The consensus sequences at the ends of the intron are not specific enough to regulate this
process. We cannnot just say "Every GU is the start of an intron and every AG is
the end of one". Consensus sequences that don't correspond to actual start and
ends of introns are known as cryptic splice sites.
We know the proces is regulated by additional RNA-binding molecules
that attach to particular sequences of RNA known as Splicing Regulatory Elements (SREs).
Splicing regulatory elemsnts (SREs)
There are 4 main types of SREs:
- ESE: Exonic splicing enhancer, attaches to an exon and promotes splicing nearby.
- ESS: Exonic splicing silencer, attaches to an exon and inhibits splicing nearby.
- ISE: Intronic splicing enhancer, attaches to an intron and promotes splicing nearby.
- ISS: Intronic splicing silencer, attaches to an intron and inhibits splicing nearby.
These splicing enhancer and silencers
are known as cis-acting elements (cis==same) because they are a pattern in the
RNA molecule that affects the splicing of that molecule.
These elements work by recruiting trans-acting elements (trans==different), which
are different proteins present in the nucleus which are recruited into the splicing
machinery.
For example, in the exon,
we generally find ESE sequences close to the exon-intron boundary. These help
recruit SR proteins (a type of RNA-binding protein) which then help the U1 snRNP
attach to the donor site. A consensus sequence that does not have this ESE nearby is
more likely to be a cryptic splice site. As another examples, ESSs can bind
a type of proteins called hnRNP I, which can inhibit splicing by blocking the
interaction between U1 and U2.
Usually, the SREs will correspond to short patterns. When modeling, it is common
to assume they are hexamers (aka 6mers or 6-base long patterns). One important
consideration is that some SRE sequences have been observed to be context
dependent, so they can act as silencers or enhancers depending on the context.

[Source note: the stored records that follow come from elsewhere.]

//! Fixed-size padding
//!
//! The network is compiled for static shapes. A shape schema names, per
//! feature, which placeholder each axis stands for; [`make_fixed_size`] grows
//! every placeholder axis to its configured size.
use crate::error::{FeatureError, Result};
use crate::features::FeatureDict;
use std::collections::HashMap;

/// What an axis of a feature stands for.
#[derive(Debug, Clone, Copy, PartialEq, Eq, Hash)]
pub enum Dim {
    NumRes,
    MsaSeq,
    ExtraSeq,
    Templates,
    /// Left at its current size.
    Fixed,
}

pub type ShapeSchema = HashMap<&'static str, Vec<Dim>>;

/// Target sizes for each placeholder. `None` leaves that axis alone.
#[derive(Debug, Clone, Copy, Default, PartialEq, Eq)]
pub struct FixedSizes {
    pub num_res: Option<usize>,
    pub msa_seq: Option<usize>,
    pub extra_seq: Option<usize>,
    pub num_templates: Option<usize>,
}

impl FixedSizes {
    fn target(&self, dim: Dim) -> Option<usize> {
        match dim {
            Dim::NumRes => self.num_res,
            Dim::MsaSeq => self.msa_seq,
            Dim::ExtraSeq => self.extra_seq,
            Dim::Templates => self.num_templates,
            Dim::Fixed => None,
        }
    }
}

/// Schema of the merged multimer bundle.
pub fn multimer_shape_schema() -> ShapeSchema {
    use Dim::*;
    HashMap::from([
        ("aatype", vec![NumRes]),
        ("residue_index", vec![NumRes]),
        ("msa", vec![MsaSeq, NumRes]),
        ("template_all_atom_positions", vec![Templates, NumRes, Fixed, Fixed]),
        ("template_all_atom_mask", vec![Templates, NumRes, Fixed]),
        ("template_aatype", vec![Templates, NumRes]),
        ("asym_id", vec![NumRes]),
        ("sym_id", vec![NumRes]),
        ("entity_id", vec![NumRes]),
        ("deletion_matrix", vec![MsaSeq, NumRes]),
        ("deletion_mean", vec![NumRes]),
        ("all_atom_mask", vec![NumRes, Fixed]),
        ("all_atom_positions", vec![NumRes, Fixed, Fixed]),
        ("entity_mask", vec![NumRes]),
        ("cluster_bias_mask", vec![MsaSeq]),
        ("bert_mask", vec![MsaSeq, NumRes]),
        ("seq_mask", vec![NumRes]),
        ("msa_mask", vec![MsaSeq, NumRes]),
        ("seq_length", vec![]),
        ("num_alignments", vec![]),
        ("assembly_num_chains", vec![]),
        ("num_templates", vec![]),
    ])
}

/// Schema of a monomer (or single pseudo-chain complex) bundle.
pub fn monomer_shape_schema() -> ShapeSchema {
    use Dim::*;
    HashMap::from([
        ("aatype", vec![NumRes, Fixed]),
        ("between_segment_residues", vec![NumRes]),
        ("residue_index", vec![NumRes]),
        ("seq_length", vec![NumRes]),
        ("asym_id", vec![NumRes]),
        ("msa", vec![MsaSeq, NumRes]),
        ("deletion_matrix_int", vec![MsaSeq, NumRes]),
        ("num_alignments", vec![NumRes]),
        ("template_all_atom_positions", vec![Templates, NumRes, Fixed, Fixed]),
        ("template_all_atom_masks", vec![Templates, NumRes, Fixed]),
        ("template_aatype", vec![Templates, NumRes, Fixed]),
        ("template_confidence_scores", vec![Templates, NumRes]),
        ("template_sum_probs", vec![Templates]),
    ])
}

/// Pad every numeric feature to the sizes its schema entry asks for.
///
/// Text features are left untouched. A numeric feature missing from the
/// schema, a rank mismatch, or an axis already longer than its target is an
/// error.
pub fn make_fixed_size(
    features: FeatureDict,
    schema: &ShapeSchema,
    sizes: &FixedSizes,
) -> Result<FeatureDict> {
    let mut out = FeatureDict::new();
    for (name, value) in features {
        if value.as_text().is_some() {
            out.insert(name, value);
            continue;
        }
        let dims = schema
            .get(name.as_str())
            .ok_or_else(|| FeatureError::NotInSchema(name.clone()))?;
        if dims.len() != value.ndim() {
            return Err(FeatureError::SchemaRank {
                name,
                rank: value.ndim(),
                expected: dims.len(),
            });
        }
        let mut value = value;
        for (axis, dim) in dims.iter().enumerate() {
            if let Some(target) = sizes.target(*dim) {
                value = value.pad_axis(&name, axis, target, 0.0)?;
            }
        }
        out.insert(name, value);
    }
    Ok(out)
}

#[cfg(test)]
mod tests {
    use super::*;
    use crate::features::FeatureValue;
    use crate::templates::TemplateFeatures;
    use crate::features::build_monomer_feature;
    use ndarray::array;

    #[test]
    fn test_pad_monomer() {
        let features =
            build_monomer_feature("MKT", ">101\nMKT\n>a\nMRT", TemplateFeatures::mock(3, 1)).unwrap();
        let sizes = FixedSizes {
            num_res: Some(5),
            msa_seq: Some(4),
            num_templates: Some(4),
            ..Default::default()
        };
        let padded = make_fixed_size(features, &monomer_shape_schema(), &sizes).unwrap();
        assert_eq!(padded.require("aatype").unwrap().shape(), vec![5, 21]);
        assert_eq!(padded.require("msa").unwrap().shape(), vec![4, 5]);
        assert_eq!(
            padded.require("template_all_atom_positions").unwrap().shape(),
            vec![4, 5, 37, 3]
        );
        assert_eq!(
            padded.require_i64("residue_index").unwrap(),
            &array![0i64, 1, 2, 0, 0].into_dyn()
        );
        assert_eq!(padded.require("sequence").unwrap().len(), 1);
    }

    #[test]
    fn test_schema_errors() {
        let mut features = FeatureDict::new();
        features.insert("aatype", FeatureValue::I64(array![0i64, 1, 2].into_dyn()));
        let sizes = FixedSizes {
            num_res: Some(2),
            ..Default::default()
        };
        assert!(matches!(
            make_fixed_size(features.clone(), &multimer_shape_schema(), &sizes),
            Err(FeatureError::PadTooSmall { .. })
        ));
        assert!(matches!(
            make_fixed_size(features.clone(), &monomer_shape_schema(), &sizes),
            Err(FeatureError::SchemaRank { .. })
        ));
        features.insert("unknown", FeatureValue::scalar_i64(1));
        assert!(matches!(
            make_fixed_size(features, &HashMap::new(), &FixedSizes::default()),
            Err(FeatureError::NotInSchema(_))
        ));
    }
}
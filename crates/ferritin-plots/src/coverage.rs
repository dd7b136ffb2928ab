use crate::colormap::rainbow_r;
use crate::{document, label, Frame, PlotError, Result};
use ferritin_core::MSA_GAP_IDX;
use ndarray::ArrayView2;
use svg::node::element::{Group, Polyline, Rectangle};
use svg::Document;

const WIDTH: f64 = 600.0;
const HEIGHT: f64 = 400.0;
const MARGIN: f64 = 40.0;

/// Fraction of columns identical to the first row, per row.
fn identity_to_query(msa: &ArrayView2<i64>) -> Vec<f64> {
    let query = msa.row(0);
    let num_res = msa.ncols().max(1) as f64;
    msa.rows()
        .into_iter()
        .map(|row| {
            row.iter()
                .zip(query.iter())
                .filter(|(a, b)| a == b)
                .count() as f64
                / num_res
        })
        .collect()
}

/// Sequence coverage of an MSA given as residue ids with [`MSA_GAP_IDX`] for gaps.
///
/// Rows are sorted by identity to the query (most similar on top) and their
/// non-gap spans coloured by that identity; the black line counts non-gap
/// rows per column.
pub fn plot_msa_coverage(msa: ArrayView2<i64>) -> Result<Document> {
    let (num_seq, num_res) = msa.dim();
    if num_seq == 0 || num_res == 0 {
        return Err(PlotError::Empty("empty MSA"));
    }
    let frame = Frame {
        x: MARGIN,
        y: MARGIN,
        width: WIDTH - 2.0 * MARGIN,
        height: HEIGHT - 2.0 * MARGIN,
    };
    let seqid = identity_to_query(&msa);
    let mut order: Vec<usize> = (0..num_seq).collect();
    order.sort_by(|&a, &b| seqid[a].total_cmp(&seqid[b]));

    let row_height = frame.height / num_seq as f64;
    let col_width = frame.width / num_res as f64;
    let mut rows = Group::new().set("class", "coverage");
    for (rank, &row_idx) in order.iter().enumerate() {
        let color = rainbow_r(seqid[row_idx]).to_css();
        let y = frame.y_at((rank + 1) as f64, num_seq as f64);
        let row = msa.row(row_idx);
        let mut col = 0;
        while col < num_res {
            if row[col] == MSA_GAP_IDX {
                col += 1;
                continue;
            }
            let start = col;
            while col < num_res && row[col] != MSA_GAP_IDX {
                col += 1;
            }
            rows = rows.add(
                Rectangle::new()
                    .set("x", frame.x + start as f64 * col_width)
                    .set("y", y)
                    .set("width", (col - start) as f64 * col_width)
                    .set("height", row_height)
                    .set("fill", color.as_str()),
            );
        }
    }

    let points: Vec<String> = msa
        .columns()
        .into_iter()
        .enumerate()
        .map(|(j, column)| {
            let covered = column.iter().filter(|&&aa| aa != MSA_GAP_IDX).count();
            format!(
                "{:.2},{:.2}",
                frame.x + (j as f64 + 0.5) * col_width,
                frame.y_at(covered as f64, num_seq as f64)
            )
        })
        .collect();

    Ok(document(WIDTH, HEIGHT)
        .add(rows)
        .add(
            Polyline::new()
                .set("points", points.join(" "))
                .set("fill", "none")
                .set("stroke", "black")
                .set("stroke-width", 1.5),
        )
        .add(frame.outline())
        .add(label(WIDTH / 2.0, MARGIN * 0.6, "Sequence coverage", 12))
        .add(label(WIDTH / 2.0, HEIGHT - MARGIN * 0.3, "Positions", 10)))
}
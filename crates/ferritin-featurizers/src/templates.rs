//! Template features
//!
//! Template hits are stacked into a `(T, L, ...)` bundle aligned to the query.
//! When there is nothing to stack, a mock template stands in: it carries no
//! atoms, so the network ignores it, but keeps every template key present.
use crate::error::{FeatureError, Result};
use crate::features::{FeatureDict, FeatureValue};
use bon::Builder;
use chrono::NaiveDate;
use ferritin_core::{hhblits_aa_to_id, sequence_to_onehot, AAAtom, Residue, ATOM_TYPE_NUM, HHBLITS_CLASSES};
use ndarray::{Array1, Array2, Array3, Array4, Axis};
use serde::{Deserialize, Serialize};
use std::path::{Path, PathBuf};

/// Stacked features of `T` templates over a query of length `L`.
#[derive(Debug, Clone, PartialEq)]
pub struct TemplateFeatures {
    /// `(T, L, 37, 3)`
    pub all_atom_positions: Array4<f32>,
    /// `(T, L, 37)`
    pub all_atom_masks: Array3<f32>,
    /// HHblits one-hot, `(T, L, 22)`
    pub aatype: Array3<i64>,
    /// `(T, L)`
    pub confidence_scores: Array2<f32>,
    pub sequence: Vec<Option<String>>,
    pub domain_names: Vec<Option<String>>,
    pub release_date: Vec<Option<String>>,
    /// `(T,)`
    pub sum_probs: Array1<f32>,
}

impl TemplateFeatures {
    /// `num_temp` empty templates for a query of length `len`.
    pub fn mock(len: usize, num_temp: usize) -> Self {
        let onehot = sequence_to_onehot(&"A".repeat(len), hhblits_aa_to_id, HHBLITS_CLASSES, None);
        let aatype = onehot
            .broadcast((num_temp, len, HHBLITS_CLASSES))
            .map(|v| v.to_owned())
            .unwrap_or_else(|| Array3::zeros((num_temp, len, HHBLITS_CLASSES)));
        Self {
            all_atom_positions: Array4::zeros((num_temp, len, ATOM_TYPE_NUM, 3)),
            all_atom_masks: Array3::zeros((num_temp, len, ATOM_TYPE_NUM)),
            aatype,
            confidence_scores: Array2::ones((num_temp, len)),
            sequence: vec![None; num_temp],
            domain_names: vec![None; num_temp],
            release_date: vec![None; num_temp],
            sum_probs: Array1::zeros(num_temp),
        }
    }

    pub fn num_templates(&self) -> usize {
        self.all_atom_positions.len_of(Axis(0))
    }

    pub fn num_res(&self) -> usize {
        self.all_atom_positions.len_of(Axis(1))
    }

    /// Names of the real templates; mock entries have none.
    pub fn found_domain_names(&self) -> Vec<String> {
        self.domain_names.iter().flatten().cloned().collect()
    }

    pub fn into_feature_dict(self) -> FeatureDict {
        let mut features = FeatureDict::new();
        features.insert(
            "template_all_atom_positions",
            FeatureValue::F32(self.all_atom_positions.into_dyn()),
        );
        features.insert(
            "template_all_atom_masks",
            FeatureValue::F32(self.all_atom_masks.into_dyn()),
        );
        features.insert("template_aatype", FeatureValue::I64(self.aatype.into_dyn()));
        features.insert(
            "template_confidence_scores",
            FeatureValue::F32(self.confidence_scores.into_dyn()),
        );
        features.insert("template_sequence", FeatureValue::Text(self.sequence));
        features.insert("template_domain_names", FeatureValue::Text(self.domain_names));
        features.insert("template_release_date", FeatureValue::Text(self.release_date));
        features.insert(
            "template_sum_probs",
            FeatureValue::F32(self.sum_probs.into_dyn()),
        );
        features
    }
}

/// Mock template covering all `chains` end to end.
pub fn mk_mock_template<S: AsRef<str>>(chains: &[S], num_temp: usize) -> TemplateFeatures {
    let len = chains.iter().map(|c| c.as_ref().chars().count()).sum();
    TemplateFeatures::mock(len, num_temp)
}

/// A template search hit.
#[derive(Debug, Clone, PartialEq, Serialize, Deserialize)]
pub struct TemplateHit {
    /// `pdbid_chain`, e.g. `1abc_A`.
    pub name: String,
    pub sum_probs: f32,
    #[serde(default)]
    pub release_date: Option<NaiveDate>,
    /// Aligned `(query index, hit residue index)` pairs, both 0-based.
    pub aligned_cols: Vec<(usize, usize)>,
}

impl TemplateHit {
    pub fn pdb_id(&self) -> &str {
        self.name.split('_').next().unwrap_or(&self.name)
    }

    pub fn chain_id(&self) -> &str {
        self.name.split_once('_').map_or("A", |(_, chain)| chain)
    }
}

/// Template database search.
pub trait TemplateSearch {
    /// Hits for the query alignment `a3m` in the database under `template_path`.
    fn search(&self, a3m: &str, template_path: &Path) -> anyhow::Result<Vec<TemplateHit>>;
}

/// Hits computed ahead of time and stored as `hits.json` next to the structures.
#[derive(Debug, Clone, Default)]
pub struct PrecomputedHits;

impl TemplateSearch for PrecomputedHits {
    fn search(&self, _a3m: &str, template_path: &Path) -> anyhow::Result<Vec<TemplateHit>> {
        let path = template_path.join("hits.json");
        if !path.exists() {
            return Ok(Vec::new());
        }
        let text = std::fs::read_to_string(&path)?;
        Ok(serde_json::from_str(&text)?)
    }
}

/// Turns search hits into template features using the structures in `mmcif_dir`.
#[derive(Debug, Clone, Builder)]
pub struct TemplateHitFeaturizer {
    #[builder(into)]
    mmcif_dir: PathBuf,
    #[builder(default = NaiveDate::from_ymd_opt(2100, 1, 1).unwrap_or(NaiveDate::MAX))]
    max_template_date: NaiveDate,
    #[builder(default = 20)]
    max_hits: usize,
}

struct FeaturizedHit {
    positions: Array3<f32>,
    masks: Array2<f32>,
    sequence: String,
    confidence: Array1<f32>,
}

impl TemplateHitFeaturizer {
    /// Best hits first, at most `max_hits`. The result may hold zero templates.
    pub fn get_templates(&self, query: &str, hits: &[TemplateHit]) -> Result<TemplateFeatures> {
        let num_res = query.chars().count();
        let mut sorted: Vec<&TemplateHit> = hits.iter().collect();
        sorted.sort_by(|a, b| b.sum_probs.total_cmp(&a.sum_probs));

        let mut kept: Vec<(&TemplateHit, FeaturizedHit)> = Vec::new();
        for hit in sorted {
            if kept.len() >= self.max_hits {
                break;
            }
            if hit.release_date.is_some_and(|d| d > self.max_template_date) {
                log::debug!("Template {} released after {}", hit.name, self.max_template_date);
                continue;
            }
            match self.featurize_hit(hit, num_res) {
                Ok(featurized) => kept.push((hit, featurized)),
                Err(e) => log::warn!("Skipping template {}: {e}", hit.name),
            }
        }

        let n = kept.len();
        let mut positions = Array4::zeros((n, num_res, ATOM_TYPE_NUM, 3));
        let mut masks = Array3::zeros((n, num_res, ATOM_TYPE_NUM));
        let mut aatype = Array3::zeros((n, num_res, HHBLITS_CLASSES));
        let mut confidence = Array2::zeros((n, num_res));
        let mut sequence = Vec::with_capacity(n);
        let mut domain_names = Vec::with_capacity(n);
        let mut release_date = Vec::with_capacity(n);
        let mut sum_probs = Array1::zeros(n);
        for (t, (hit, featurized)) in kept.into_iter().enumerate() {
            positions.index_axis_mut(Axis(0), t).assign(&featurized.positions);
            masks.index_axis_mut(Axis(0), t).assign(&featurized.masks);
            aatype.index_axis_mut(Axis(0), t).assign(&sequence_to_onehot(
                &featurized.sequence,
                hhblits_aa_to_id,
                HHBLITS_CLASSES,
                None,
            ));
            confidence.index_axis_mut(Axis(0), t).assign(&featurized.confidence);
            sequence.push(Some(featurized.sequence));
            domain_names.push(Some(hit.name.clone()));
            release_date.push(hit.release_date.map(|d| d.format("%Y-%m-%d").to_string()));
            sum_probs[t] = hit.sum_probs;
        }
        Ok(TemplateFeatures {
            all_atom_positions: positions,
            all_atom_masks: masks,
            aatype,
            confidence_scores: confidence,
            sequence,
            domain_names,
            release_date,
            sum_probs,
        })
    }

    fn structure_path(&self, pdb_id: &str) -> Option<PathBuf> {
        let lower = pdb_id.to_lowercase();
        ["cif", "pdb"]
            .iter()
            .flat_map(|ext| [format!("{pdb_id}.{ext}"), format!("{lower}.{ext}")])
            .map(|file| self.mmcif_dir.join(file))
            .find(|path| path.exists())
    }

    fn featurize_hit(&self, hit: &TemplateHit, num_res: usize) -> Result<FeaturizedHit> {
        let path = self
            .structure_path(hit.pdb_id())
            .ok_or_else(|| FeatureError::TemplateStructure {
                path: self.mmcif_dir.join(hit.pdb_id()).display().to_string(),
                reason: "no .cif or .pdb file".to_string(),
            })?;
        let structure_error = |reason: String| FeatureError::TemplateStructure {
            path: path.display().to_string(),
            reason,
        };
        let (pdb, _warnings) = pdbtbx::open(path.to_string_lossy()).map_err(|errors| {
            structure_error(
                errors
                    .iter()
                    .map(|e| e.to_string())
                    .collect::<Vec<_>>()
                    .join("; "),
            )
        })?;
        let chain = pdb
            .chains()
            .find(|c| c.id() == hit.chain_id())
            .ok_or_else(|| structure_error(format!("chain {} not found", hit.chain_id())))?;
        let residues: Vec<_> = chain.residues().collect();

        let mut positions = Array3::zeros((num_res, ATOM_TYPE_NUM, 3));
        let mut masks = Array2::zeros((num_res, ATOM_TYPE_NUM));
        let mut confidence = Array1::zeros(num_res);
        let mut sequence = vec!['-'; num_res];
        for &(query_idx, hit_idx) in &hit.aligned_cols {
            let (Some(residue), true) = (residues.get(hit_idx), query_idx < num_res) else {
                continue;
            };
            sequence[query_idx] = residue
                .name()
                .and_then(Residue::from_code3)
                .map_or('X', |r| r.code1());
            for atom in residue.atoms() {
                if let Some(slot) = AAAtom::from_name(atom.name()).to_index() {
                    let (x, y, z) = atom.pos();
                    positions[[query_idx, slot, 0]] = x as f32;
                    positions[[query_idx, slot, 1]] = y as f32;
                    positions[[query_idx, slot, 2]] = z as f32;
                    masks[[query_idx, slot]] = 1.0;
                }
            }
            confidence[query_idx] = 1.0;
        }

        Ok(FeaturizedHit {
            positions,
            masks,
            sequence: sequence.into_iter().collect(),
            confidence,
        })
    }
}

/// Template features for `query`, falling back to a mock when no hit survives.
pub fn mk_template(
    a3m: &str,
    template_path: &Path,
    query: &str,
    search: &dyn TemplateSearch,
    max_template_date: NaiveDate,
    max_hits: usize,
) -> Result<TemplateFeatures> {
    let hits = search.search(a3m, template_path)?;
    let featurizer = TemplateHitFeaturizer::builder()
        .mmcif_dir(template_path)
        .max_template_date(max_template_date)
        .max_hits(max_hits)
        .build();
    let features = featurizer.get_templates(query, &hits)?;
    if features.num_templates() == 0 {
        log::info!("No usable templates in {}", template_path.display());
        return Ok(TemplateFeatures::mock(query.chars().count(), 1));
    }
    Ok(features)
}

The patterns can also be species specific, and some categories of organisms rely more on intronic
SREs, whereas others rely more on exonic SREs.
In many cases, the action of SREs is additive, so more enhancers nearby will
increase the probability that a particular consensus sequence is a real splice
site. However, sometimes the interactions are non-linear, so a particular
combination of enhancers will have a strong effect even if each enhancer individually
would have none.
A key aspect of the models we are trying to build will be to incorporate what
is known about existing SREs to help train models with less data, as well as
to generate new hypothesis about SREs and their interactions.